Lexer – How Does It Handle Template Strings?

lexerparsing

So lexers are supposed to emit tokens for key structures like INDENT and DEDENT for indentation stuff, or these:

NUMBER ::= [0-9]+
ID     ::= [a-Z]+, except for keywords
IF     ::= 'if'
LPAREN ::= '('
RPAREN ::= ')'
COMMA  ::= ','
LBRACE ::= '{'
RBRACE ::= '}'
SEMICOLON ::= ';'

What does it do for template strings like in JavaScript:

`I am a ${simple} template string!`
`I am a ${complex ? `nested ${simple}` : 'basic'} template string!`

What are the lexer tokens for such strings? How does it handle the regular part of the string vs. the variable part, and how generally does the lexer parse this code to emit its tokens?

The template string has both string components, and arbitrarily deeply nested recursion of code/template/code/template/etc. How does the lexer know what to do?

Best Answer

Two typical solutions:

  • give up on using a separate lexer. This is easy and efficient with top-down parsing approaches such as recursive descent, PEG, or parser combinators. Such an approach makes it natural to embed languages within each other, e.g. JavaScript code containing strings containing JavaScript expressions.

  • yield multiple tokens per template string.
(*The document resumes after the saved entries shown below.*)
use rand::Rng;
use std::sync::Mutex;
use std::thread;
use std::time::{Duration, Instant};

/// Source of time for every wait in the engine.
pub trait Clock: Send + Sync {
    fn now(&self) -> Instant;
    fn sleep(&self, d: Duration);

    fn sleep_ms(&self, ms: u64) {
        self.sleep(Duration::from_millis(ms));
    }
}

/// Wall clock backed by `std::thread::sleep`.
pub struct SystemClock;

impl Clock for SystemClock {
    fn now(&self) -> Instant {
        Instant::now()
    }

    fn sleep(&self, d: Duration) {
        thread::sleep(d);
    }
}

/// Deterministic clock: sleeping advances virtual time and returns at once.
pub struct VirtualClock {
    origin: Instant,
    elapsed: Mutex<Duration>,
}

impl VirtualClock {
    pub fn new() -> Self {
        Self { origin: Instant::now(), elapsed: Mutex::new(Duration::ZERO) }
    }

    /// Total virtual time slept so far.
    pub fn elapsed(&self) -> Duration {
        *self.elapsed.lock().unwrap()
    }

    pub fn advance(&self, d: Duration) {
        *self.elapsed.lock().unwrap() += d;
    }
}

impl Default for VirtualClock {
    fn default() -> Self {
        Self::new()
    }
}

impl Clock for VirtualClock {
    fn now(&self) -> Instant {
        self.origin + self.elapsed()
    }

    fn sleep(&self, d: Duration) {
        self.advance(d);
    }
}

/// `secs` with +/-30% random jitter, never below 10ms.
pub fn jittered(secs: f64) -> Duration {
    let jitter = secs * 0.3;
    let actual = if jitter > 0.0 {
        secs + rand::thread_rng().gen_range(-jitter..jitter)
    } else {
        secs
    };
    Duration::from_secs_f64(actual.max(0.01))
}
For example, the input `I am a ${simple} template string!` might be tokenized as:

    • template string start "I am a "
    • identifier simple
    • template string end " template string!"

    where the tokens for template strings would roughly be defined as follows using regex notation:

    <template string start> = /`.*?\$\{/
    <template string middle> = /}.*?\$\{/
    <template string end> = /}.*?`/
    <template string simple> = /`.*?`/
    

    and the grammar for template strings might be:

    <template string> = <template string simple>
                      | <template string start> <expression> <template string rest>
    <template string rest> = <template string middle> <expression> <template string rest>
                           | <template string end>
    

    Nevertheless, this tokenization approach is not particularly good. For example, the input {};`//foo` could be tokenized as open and closing braces, semicolon, simple template string "//foo", or as opening brace, template string end ";" followed by a comment. Thus, the correct tokenization would depend on the parser state. While this state can be discovered for some parser types, a top-down parsing approach without a separate tokenization phase is a much more natural way to deal with nested languages.